Abstract
The Escherichia coli BglF protein catalyzes transport and phosphorylation of β-glucosides. In addition, BglF is a membrane sensor which reversibly phosphorylates the transcriptional regulator BglG, depending on β-glucoside availability. Therefore, BglF has three enzymatic activities: β-glucoside phosphotransferase, BglG phosphorylase, and phospho-BglG (BglG-P) dephosphorylase. Cys-24 of BglF is the active site which delivers the phosphoryl group either to the sugar or to BglG. To characterize the dephosphorylase activity, we asked whether BglG-P can give the phosphoryl group back to Cys-24 of BglF. Here we provide evidence which is consistent with the interpretation that Cys-24–P is an intermediate in the BglG-P dephosphorylation reaction. Hence, the dephosphorylation reaction catalyzed by BglF proceeds via reversal of the phosphorylation reaction.

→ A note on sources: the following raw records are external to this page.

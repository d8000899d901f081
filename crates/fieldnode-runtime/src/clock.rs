use std::cell::Cell;
use std::rc::Rc;
use std::time::{Duration, Instant};

/// A monotonic time source.
///
/// Time is expressed as the [`Duration`] elapsed since the device booted.
pub trait Clock {
    /// Returns the time elapsed since boot.
    fn now(&self) -> Duration;
}

/// A [`Clock`] backed by the operating system monotonic clock.
#[derive(Debug, Clone, Copy)]
pub struct SystemClock {
    boot: Instant,
}

impl SystemClock {
    /// Creates a [`SystemClock`] which starts counting now.
    #[must_use]
    pub fn new() -> Self {
        Self {
            boot: Instant::now(),
        }
    }
}

impl Default for SystemClock {
    fn default() -> Self {
        Self::new()
    }
}

impl Clock for SystemClock {
    fn now(&self) -> Duration {
        self.boot.elapsed()
    }
}

/// A manually driven [`Clock`].
///
/// Clones share the same time, so a test can keep one handle while the node
/// owns another.
#[derive(Debug, Clone, Default)]
pub struct MockClock {
    now: Rc<Cell<Duration>>,
}

impl MockClock {
    /// Creates a [`MockClock`] at time zero.
    #[must_use]
    pub fn new() -> Self {
        Self::default()
    }

    /// Creates a [`MockClock`] at the given time.
    #[must_use]
    pub fn at(now: Duration) -> Self {
        let clock = Self::default();
        clock.set(now);
        clock
    }

    /// Moves time forward.
    pub fn advance(&self, duration: Duration) {
        self.now.set(self.now.get() + duration);
    }

    /// Sets the current time.
    pub fn set(&self, now: Duration) {
        self.now.set(now);
    }
}

impl Clock for MockClock {
    fn now(&self) -> Duration {
        self.now.get()
    }
}

#[cfg(test)]
mod tests {
    use std::time::Duration;

    use super::{Clock, MockClock};

    #[test]
    fn clones_share_time() {
        let clock = MockClock::new();
        let other = clock.clone();

        clock.advance(Duration::from_millis(250));
        assert_eq!(other.now(), Duration::from_millis(250));

        other.set(Duration::from_secs(3));
        assert_eq!(clock.now(), Duration::from_secs(3));
    }
}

The bgl operon in Escherichia coli, induced by an environmental stimulus (β-glucosides), is regulated by a membrane-bound sensor, BglF, and a cytoplasmic regulator, BglG (4). BglG is an RNA-binding protein which, in the presence of the inducing sugar, antiterminates transcription of the bgl operon (12, 17). BglF, also designated EIIbgl, is an enzyme II (EII) of the phosphoenolpyruvate (PEP)-dependent carbohydrate phosphotransferase system (PTS) which catalyzes concomitant transport and phosphorylation of β-glucosides (10). In addition to its role in sugar transport, BglF modulates BglG activity by phosphorylating and dephosphorylating it according to β-glucoside availability (1, 2, 22), consequently controlling its dimeric state (3). Thus, in the absence of β-glucosides, BglF phosphorylates BglG; phospho-BglG (BglG-P) is an inactive monomer. The presence of β-glucosides stimulates BglF to dephosphorylate BglG; dephosphorylated BglG is an active dimer which leads to expression of the bgl operon.

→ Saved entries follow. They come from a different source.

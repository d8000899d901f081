use std::cell::RefCell;
use std::rc::Rc;

use embedded_hal::digital::{self, InputPin, OutputPin};
use embedded_hal::pwm::{self, SetDutyCycle};

use hashbrown::HashMap;

use fieldnode::color::Color;

use crate::error::{Error, Result};

use super::{
    AdcChannel, Board, ColorEncoding, DacChannel, DynI2c, DynInputPin, DynOutputPin, DynPwm,
    LedDriver, MemoryStats, Pull,
};

const PWM_MAX_DUTY: u16 = 255;

#[derive(Debug, Default)]
struct MockState {
    levels: HashMap<u8, bool>,
    inputs: HashMap<u8, bool>,
    pulls: HashMap<u8, Pull>,
    adc: HashMap<u8, u16>,
    dac: HashMap<u8, u8>,
    duties: HashMap<u8, u16>,
    strips: HashMap<u8, Color>,
    memory: MemoryStats,
    restarts: usize,
}

/// A [`Board`] which records every hardware interaction.
///
/// The board is driven and inspected through a [`MockHandle`], which shares
/// its state.
#[derive(Default)]
pub struct MockBoard {
    state: Rc<RefCell<MockState>>,
    i2c_buses: [Option<DynI2c>; 2],
}

impl MockBoard {
    /// Creates a [`MockBoard`].
    #[must_use]
    pub fn new() -> Self {
        let board = Self::default();
        board.state.borrow_mut().memory = MemoryStats {
            free_bytes: 200_000,
            least_free_bytes: 180_000,
            largest_free_block: 150_000,
        };
        board
    }

    /// Wires an I²C bus.
    ///
    /// The bus is handed out once, to the first adapter taking that bus.
    #[must_use]
    pub fn with_i2c_bus(mut self, bus: u8, i2c: DynI2c) -> Self {
        if let Some(slot) = self.i2c_buses.get_mut(usize::from(bus)) {
            *slot = Some(i2c);
        }
        self
    }

    /// Returns a handle to the board state.
    #[must_use]
    pub fn handle(&self) -> MockHandle {
        MockHandle {
            state: Rc::clone(&self.state),
        }
    }
}

impl Board for MockBoard {
    fn output_pin(&mut self, pin: u8) -> Result<DynOutputPin> {
        let _ = self.state.borrow_mut().levels.insert(pin, false);
        Ok(Box::new(MockOutputPin {
            pin,
            state: Rc::clone(&self.state),
        }))
    }

    fn input_pin(&mut self, pin: u8, pull: Pull) -> Result<DynInputPin> {
        let _ = self.state.borrow_mut().pulls.insert(pin, pull);
        Ok(Box::new(MockInputPin {
            pin,
            state: Rc::clone(&self.state),
        }))
    }

    fn adc_channel(&mut self, pin: u8) -> Result<Box<dyn AdcChannel>> {
        Ok(Box::new(MockAdc {
            pin,
            state: Rc::clone(&self.state),
        }))
    }

    fn dac_channel(&mut self, pin: u8) -> Result<Box<dyn DacChannel>> {
        Ok(Box::new(MockDac {
            pin,
            state: Rc::clone(&self.state),
        }))
    }

    fn pwm_output(&mut self, pin: u8, _channel: u8) -> Result<DynPwm> {
        let _ = self.state.borrow_mut().duties.insert(pin, 0);
        Ok(Box::new(MockPwm {
            pin,
            state: Rc::clone(&self.state),
        }))
    }

    fn i2c_bus(&mut self, bus: u8, _scl: u8, _sda: u8) -> Result<DynI2c> {
        self.i2c_buses
            .get_mut(usize::from(bus))
            .and_then(Option::take)
            .ok_or_else(|| Error::hardware(format!("I2C bus {bus} is not wired")))
    }

    fn led_strip(
        &mut self,
        pin: u8,
        _led_count: u16,
        _encoding: ColorEncoding,
    ) -> Result<Box<dyn LedDriver>> {
        Ok(Box::new(MockStrip {
            pin,
            state: Rc::clone(&self.state),
        }))
    }

    fn memory(&self) -> MemoryStats {
        self.state.borrow().memory
    }

    fn restart(&mut self) {
        self.state.borrow_mut().restarts += 1;
    }
}

/// A handle to inspect and drive a [`MockBoard`].
#[derive(Debug, Clone)]
pub struct MockHandle {
    state: Rc<RefCell<MockState>>,
}

impl MockHandle {
    /// Returns the level of an output pin, if configured.
    #[must_use]
    pub fn level(&self, pin: u8) -> Option<bool> {
        self.state.borrow().levels.get(&pin).copied()
    }

    /// Sets the level read by an input pin.
    pub fn set_input(&self, pin: u8, high: bool) {
        let _ = self.state.borrow_mut().inputs.insert(pin, high);
    }

    /// Returns the pull configuration of an input pin, if configured.
    #[must_use]
    pub fn pull(&self, pin: u8) -> Option<Pull> {
        self.state.borrow().pulls.get(&pin).copied()
    }

    /// Sets the raw sample read by an analog input.
    pub fn set_adc(&self, pin: u8, raw: u16) {
        let _ = self.state.borrow_mut().adc.insert(pin, raw);
    }

    /// Returns the last value written to an analog output.
    #[must_use]
    pub fn dac(&self, pin: u8) -> Option<u8> {
        self.state.borrow().dac.get(&pin).copied()
    }

    /// Returns the duty cycle of a PWM output, if configured.
    #[must_use]
    pub fn duty(&self, pin: u8) -> Option<u16> {
        self.state.borrow().duties.get(&pin).copied()
    }

    /// Returns the color shown by an LED strip.
    #[must_use]
    pub fn strip(&self, pin: u8) -> Option<Color> {
        self.state.borrow().strips.get(&pin).copied()
    }

    /// Sets the reported memory figures.
    pub fn set_memory(&self, memory: MemoryStats) {
        self.state.borrow_mut().memory = memory;
    }

    /// Returns how many times the board was restarted.
    #[must_use]
    pub fn restarts(&self) -> usize {
        self.state.borrow().restarts
    }
}

struct MockOutputPin {
    pin: u8,
    state: Rc<RefCell<MockState>>,
}

impl digital::ErrorType for MockOutputPin {
    type Error = digital::ErrorKind;
}

impl OutputPin for MockOutputPin {
    fn set_low(&mut self) -> core::result::Result<(), Self::Error> {
        let _ = self.state.borrow_mut().levels.insert(self.pin, false);
        Ok(())
    }

    fn set_high(&mut self) -> core::result::Result<(), Self::Error> {
        let _ = self.state.borrow_mut().levels.insert(self.pin, true);
        Ok(())
    }
}

struct MockInputPin {
    pin: u8,
    state: Rc<RefCell<MockState>>,
}

impl digital::ErrorType for MockInputPin {
    type Error = digital::ErrorKind;
}

impl InputPin for MockInputPin {
    fn is_high(&mut self) -> core::result::Result<bool, Self::Error> {
        Ok(self
            .state
            .borrow()
            .inputs
            .get(&self.pin)
            .copied()
            .unwrap_or(false))
    }

    fn is_low(&mut self) -> core::result::Result<bool, Self::Error> {
        self.is_high().map(|high| !high)
    }
}

struct MockAdc {
    pin: u8,
    state: Rc<RefCell<MockState>>,
}

impl AdcChannel for MockAdc {
    fn read_raw(&mut self) -> Result<u16> {
        Ok(self.state.borrow().adc.get(&self.pin).copied().unwrap_or(0))
    }
}

struct MockDac {
    pin: u8,
    state: Rc<RefCell<MockState>>,
}

impl DacChannel for MockDac {
    fn write(&mut self, value: u8) -> Result<()> {
        let _ = self.state.borrow_mut().dac.insert(self.pin, value);
        Ok(())
    }
}

struct MockPwm {
    pin: u8,
    state: Rc<RefCell<MockState>>,
}

impl pwm::ErrorType for MockPwm {
    type Error = pwm::ErrorKind;
}

impl SetDutyCycle for MockPwm {
    fn max_duty_cycle(&self) -> u16 {
        PWM_MAX_DUTY
    }

    fn set_duty_cycle(&mut self, duty: u16) -> core::result::Result<(), Self::Error> {
        let _ = self
            .state
            .borrow_mut()
            .duties
            .insert(self.pin, duty.min(PWM_MAX_DUTY));
        Ok(())
    }
}

struct MockStrip {
    pin: u8,
    state: Rc<RefCell<MockState>>,
}

impl LedDriver for MockStrip {
    fn fill(&mut self, color: Color) -> Result<()> {
        let _ = self.state.borrow_mut().strips.insert(self.pin, color);
        Ok(())
    }
}

#[cfg(test)]
mod tests {
    use super::super::{Board, Pull};
    use super::MockBoard;

    #[test]
    fn records_interactions() {
        let mut board = MockBoard::new();
        let handle = board.handle();

        let mut output = board.output_pin(5).unwrap();
        output.set_high().unwrap();
        assert_eq!(handle.level(5), Some(true));

        let mut input = board.input_pin(4, Pull::Up).unwrap();
        assert_eq!(handle.pull(4), Some(Pull::Up));
        assert!(input.is_low().unwrap());
        handle.set_input(4, true);
        assert!(input.is_high().unwrap());

        let mut pwm = board.pwm_output(12, 0).unwrap();
        pwm.set_duty_cycle_percent(100).unwrap();
        assert_eq!(handle.duty(12), Some(255));

        board.restart();
        assert_eq!(handle.restarts(), 1);
    }

    #[test]
    fn unwired_i2c_bus() {
        let mut board = MockBoard::new();
        assert_eq!(
            board.i2c_bus(0, 22, 21).err().unwrap().to_string(),
            "I2C bus 0 is not wired"
        );
    }
}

Like many other EIIs of the PTS, BglF consists of three well-defined domains: IIAbgl possesses the first phosphorylation site (site 1), His-547, which is phosphorylated by HPr-P; IIBbgl possesses the second phosphorylation site (site 2), Cys-24, which accepts the phosphoryl group from IIAbgl-P; IICbgl, the membrane-spanning domain, presumably forms the sugar translocation channel and at least part of the sugar-binding site (8, 19, 23). Yet, BglF is the first EII shown to reversibly phosphorylate a transcription regulator in addition to phosphorylating its sugar substrate. It has been shown that site 2 of BglF, Cys-24, is the phosphate donor to both the sugar and the BglG protein (8), but the mechanism by which BglF dephosphorylates BglG remains unclear. The finding that a mutant BglF protein in which Cys-24 was replaced by a serine (C24S) lost the ability to dephosphorylate BglG-P in vitro in the presence of the β-glucoside salicin (data not shown) indicates that Cys-24 plays an important role in BglG dephosphorylation. A likely possibility is that Cys-24 accepts the phosphoryl group back from BglG-P, implying that the reaction of BglG dephosphorylation is the reversal of its phosphorylation. The reversibility of the phosphorylation reactions between the different components of the PTS favors this possibility. However, it is not clear whether BglG can be defined as a PTS member. In the present study, we have investigated the mechanism of BglG dephosphorylation by BglF. Our results show that the phosphoryl group of BglG-P can indeed be transferred back to Cys-24 of BglF.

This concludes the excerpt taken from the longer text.